Start of DATASET RECORDS
//! Prometheus metrics for monitoring the coinflip server.
//!
//! Metrics are exposed in Prometheus text format on a dedicated listener when
//! `--metrics-bind` (or `METRICS_BIND`) is given. Without an installed
//! exporter the recording helpers are no-ops.
//!
//! # Metrics
//!
//! - `coinflip_games_total{outcome}`: resolved games, `win` or `loss`
//! - `coinflip_wagered_total`: sum of accepted stakes
//! - `coinflip_rejected_total{reason}`: bets refused before or during settlement
//! - `http_requests_total{method,status}` and `http_request_duration_ms{method}`
//!
//! # Example Usage
//!
//! ```rust,no_run
//! use coinflip_server::metrics;
//! use std::net::SocketAddr;
//!
//! let addr: SocketAddr = "127.0.0.1:9090".parse().unwrap();
//! metrics::init_metrics(addr).unwrap();
//!
//! metrics::game_resolved(true, 50);
//! ```

use coinflip::GameError;
use metrics_exporter_prometheus::PrometheusBuilder;
use std::net::SocketAddr;

/// Initialize Prometheus metrics exporter.
///
/// Metrics will be available at `http://<addr>/metrics`.
pub fn init_metrics(addr: SocketAddr) -> Result<(), String> {
    PrometheusBuilder::new()
        .with_http_listener(addr)
        .install()
        .map_err(|e| format!("Failed to install Prometheus exporter: {}", e))
}

// ============================================================================
// HTTP Metrics
// ============================================================================

/// Record HTTP request.
pub fn http_requests_total(method: &str, status: u16) {
    metrics::counter!("http_requests_total",
        "method" => method.to_string(),
        "status" => status.to_string()
    )
    .increment(1);
}

/// Record HTTP request duration in milliseconds.
pub fn http_request_duration_ms(method: &str, duration_ms: f64) {
    metrics::histogram!("http_request_duration_ms",
        "method" => method.to_string()
    )
    .record(duration_ms);
}

// ============================================================================
// Game Metrics
// ============================================================================

/// Record a resolved game and its stake.
pub fn game_resolved(won: bool, bet_amount: i64) {
    let outcome = if won { "win" } else { "loss" };
    metrics::counter!("coinflip_games_total", "outcome" => outcome).increment(1);
    metrics::counter!("coinflip_wagered_total").increment(bet_amount.max(0) as u64);
}

/// Record a bet that did not resolve.
pub fn game_rejected(err: &GameError) {
    metrics::counter!("coinflip_rejected_total", "reason" => rejection_reason(err)).increment(1);
}

/// Label value for a rejected bet
pub fn rejection_reason(err: &GameError) -> &'static str {
    match err {
        GameError::InvalidBet(_) => "invalid_bet",
        GameError::InsufficientFunds { .. } => "insufficient_funds",
        GameError::GameInProgress(_) => "game_in_progress",
        GameError::Persistence(_) => "persistence",
    }
}
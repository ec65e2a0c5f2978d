use axum::Json;
use axum::http::StatusCode;
use axum::response::{IntoResponse, Response};
use serde::{Deserialize, Serialize};

/// Outcomes the HTTP layer reports to clients, mapped to status codes in
/// `IntoResponse`. Storage failures keep their cause for the log but the
/// response body stays generic.
#[derive(Debug, thiserror::Error)]
pub enum ApiError {
    #[error("{0}")]
    Validation(String),
    #[error("invalid todo id")]
    InvalidId,
    #[error("Todo not found")]
    NotFound,
    #[error("storage failure")]
    Storage(#[source] anyhow::Error),
}

impl From<anyhow::Error> for ApiError {
    fn from(err: anyhow::Error) -> Self { Self::Storage(err) }
}

#[derive(Debug, Serialize, Deserialize)]
pub struct ErrorBody {
    pub message: String,
}

impl IntoResponse for ApiError {
    fn into_response(self) -> Response {
        let status = match &self {
            ApiError::Validation(_) => StatusCode::UNPROCESSABLE_ENTITY,
            ApiError::InvalidId => StatusCode::BAD_REQUEST,
            ApiError::NotFound => StatusCode::NOT_FOUND,
            ApiError::Storage(err) => {
                tracing::error!(error = %err, "storage failure");
                StatusCode::INTERNAL_SERVER_ERROR
            }
        };
        (status, Json(ErrorBody { message: self.to_string() })).into_response()
    }
}

#[cfg(test)]
mod tests {
    use super::ApiError;
    use axum::http::StatusCode;
    use axum::response::IntoResponse;

    #[test]
    fn statuses_follow_the_error_kind() {
        assert_eq!(
            ApiError::Validation("title must not be empty".into()).into_response().status(),
            StatusCode::UNPROCESSABLE_ENTITY
        );
        assert_eq!(ApiError::InvalidId.into_response().status(), StatusCode::BAD_REQUEST);
        assert_eq!(ApiError::NotFound.into_response().status(), StatusCode::NOT_FOUND);
        assert_eq!(
            ApiError::Storage(anyhow::anyhow!("disk gone")).into_response().status(),
            StatusCode::INTERNAL_SERVER_ERROR
        );
    }
}
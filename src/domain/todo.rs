use chrono::{DateTime, Utc};
use serde::{Deserialize, Serialize};
use uuid::Uuid;

#[derive(Debug, Clone, Serialize, Deserialize, PartialEq, Eq)]
pub struct TodoId(pub Uuid);

#[derive(Debug, Clone, Serialize, Deserialize, PartialEq, Eq)]
pub struct Todo {
    pub id: TodoId,
    pub title: String,
    pub description: Option<String>,
    pub completed: bool,
    pub created_at: DateTime<Utc>,
    pub updated_at: DateTime<Utc>,
}

#[derive(Debug, Clone, Deserialize)]
pub struct CreateTodo {
    pub title: String,
    pub description: Option<String>,
    #[serde(default)]
    pub completed: bool,
}

#[derive(Debug, Clone, Default, Deserialize)]
pub struct UpdateTodo {
    pub title: Option<String>,
    pub description: Option<String>,
    pub completed: Option<bool>,
}

/// Completion-state filter for listing todos.
#[derive(Debug, Clone, Copy, PartialEq, Eq)]
pub enum CompletionFilter {
    All,
    Completed,
    Pending,
}
use axum::extract::{Path, State};
use axum::http::StatusCode;
use axum::routing::{get, post};
use axum::{Json, Router};
use uuid::Uuid;

use crate::application::todo_service::TodoService;
use crate::domain::todo::{CompletionFilter, CreateTodo, Todo, TodoId, UpdateTodo};
use crate::http::types::ApiError;

#[derive(Clone)]
pub struct AppState<S: TodoService> {
    pub service: S,
}

// Collection paths are served with and without a trailing slash; axum routes
// the two spellings separately, so both point at the same handlers.
pub fn router<S: TodoService + Clone + Send + Sync + 'static>(state: AppState<S>) -> Router {
    Router::new()
        .route("/todos", post(create_todo::<S>).get(list_todos::<S>))
        .route("/todos/", post(create_todo::<S>).get(list_todos::<S>))
        .route("/todos/completed", get(list_completed::<S>))
        .route("/todos/completed/", get(list_completed::<S>))
        .route("/todos/pending", get(list_pending::<S>))
        .route("/todos/pending/", get(list_pending::<S>))
        .route("/todos/:id", get(get_todo::<S>).put(update_todo::<S>).delete(delete_todo::<S>))
        .with_state(state)
}

async fn create_todo<S: TodoService>(
    State(state): State<AppState<S>>,
    Json(payload): Json<CreateTodo>,
) -> Result<(StatusCode, Json<Todo>), ApiError> {
    validate_title(&payload.title)?;
    let todo = state.service.create(payload).await?;
    Ok((StatusCode::CREATED, Json(todo)))
}

async fn list_todos<S: TodoService>(
    State(state): State<AppState<S>>,
) -> Result<Json<Vec<Todo>>, ApiError> {
    Ok(Json(state.service.list(CompletionFilter::All).await?))
}

async fn list_completed<S: TodoService>(
    State(state): State<AppState<S>>,
) -> Result<Json<Vec<Todo>>, ApiError> {
    Ok(Json(state.service.list(CompletionFilter::Completed).await?))
}

async fn list_pending<S: TodoService>(
    State(state): State<AppState<S>>,
) -> Result<Json<Vec<Todo>>, ApiError> {
    Ok(Json(state.service.list(CompletionFilter::Pending).await?))
}

async fn get_todo<S: TodoService>(
    State(state): State<AppState<S>>,
    Path(id): Path<String>,
) -> Result<Json<Todo>, ApiError> {
    let id = parse_id(&id)?;
    state.service.get(id).await?.map(Json).ok_or(ApiError::NotFound)
}

async fn update_todo<S: TodoService>(
    State(state): State<AppState<S>>,
    Path(id): Path<String>,
    Json(payload): Json<UpdateTodo>,
) -> Result<Json<Todo>, ApiError> {
    let id = parse_id(&id)?;
    if let Some(title) = &payload.title {
        validate_title(title)?;
    }
    state.service.update(id, payload).await?.map(Json).ok_or(ApiError::NotFound)
}

async fn delete_todo<S: TodoService>(
    State(state): State<AppState<S>>,
    Path(id): Path<String>,
) -> Result<StatusCode, ApiError> {
    let id = parse_id(&id)?;
    if state.service.delete(id).await? {
        Ok(StatusCode::NO_CONTENT)
    } else {
        Err(ApiError::NotFound)
    }
}

fn parse_id(s: &str) -> Result<TodoId, ApiError> {
    Uuid::parse_str(s).map(TodoId).map_err(|_| ApiError::InvalidId)
}

fn validate_title(title: &str) -> Result<(), ApiError> {
    if title.trim().is_empty() {
        return Err(ApiError::Validation("title must not be empty".into()));
    }
    Ok(())
}
use crate::domain::repository::TodoRepository;
use crate::domain::todo::{CompletionFilter, CreateTodo, Todo, TodoId, UpdateTodo};
use anyhow::Result;
use async_trait::async_trait;

#[async_trait]
pub trait TodoService: Send + Sync + 'static {
    async fn create(&self, input: CreateTodo) -> Result<Todo>;
    async fn get(&self, id: TodoId) -> Result<Option<Todo>>;
    async fn list(&self, filter: CompletionFilter) -> Result<Vec<Todo>>;
    async fn update(&self, id: TodoId, input: UpdateTodo) -> Result<Option<Todo>>;
    async fn delete(&self, id: TodoId) -> Result<bool>;
}

#[derive(Clone)]
pub struct TodoServiceImpl<R: TodoRepository> {
    repo: R,
}

impl<R: TodoRepository> TodoServiceImpl<R> {
    pub fn new(repo: R) -> Self { Self { repo } }
}

#[async_trait]
impl<R: TodoRepository> TodoService for TodoServiceImpl<R> {
    async fn create(&self, input: CreateTodo) -> Result<Todo> { self.repo.create(input).await }
    async fn get(&self, id: TodoId) -> Result<Option<Todo>> { self.repo.get(id).await }
    async fn list(&self, filter: CompletionFilter) -> Result<Vec<Todo>> { self.repo.list(filter).await }
    async fn update(&self, id: TodoId, input: UpdateTodo) -> Result<Option<Todo>> { self.repo.update(id, input).await }
    async fn delete(&self, id: TodoId) -> Result<bool> { self.repo.delete(id).await }
}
End of DATASET RECORDS
Extract from the data every line where "static" shows up.

pub fn rejection_reason(err: &GameError) -> &'static str {
pub fn router<S: TodoService + Clone + Send + Sync + 'static>(state: AppState<S>) -> Router {
pub trait TodoService: Send + Sync + 'static {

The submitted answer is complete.